Task details
Every line in the records below between the one holding "[analyze_frames()] are the" and the one holding "pub mod wavelet;", inclusive, is to be set down exactly; all other lines are to be left out.

═══

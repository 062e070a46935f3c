// Copyright (c) 2025 Steven Rosenthal smr@dt3.org
// See LICENSE file in root directory for license terms.

//! Detection and measurement of calcium sparks in line-scan images. See
//! [algorithm] for an overview; [analyze()] and [analyze_frames()] are the
//! entry points.

pub mod algorithm;
pub mod baseline;
pub mod config;
pub mod dedup;
pub mod error;
pub mod features;
pub mod frame;
pub mod image_funcs;
pub mod kinetics;
pub mod region_grow;
pub mod segment;
pub mod stats_funcs;
pub mod wavelet;

pub use algorithm::{analyze, analyze_frame, analyze_frames, FrameSummary, ResultSet};
pub use config::{AnalysisConfig, OutputImageMode, PreFilter};
pub use error::{AnalysisError, ConfigError};
pub use features::SparkRecord;
pub use frame::{BitDepth, Frame};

═══

Task solution
//! [algorithm] for an overview; [analyze()] and [analyze_frames()] are the
//! entry points.

pub mod algorithm;
pub mod baseline;
pub mod config;
pub mod dedup;
pub mod error;
pub mod features;
pub mod frame;
pub mod image_funcs;
pub mod kinetics;
pub mod region_grow;
pub mod segment;
pub mod stats_funcs;
pub mod wavelet;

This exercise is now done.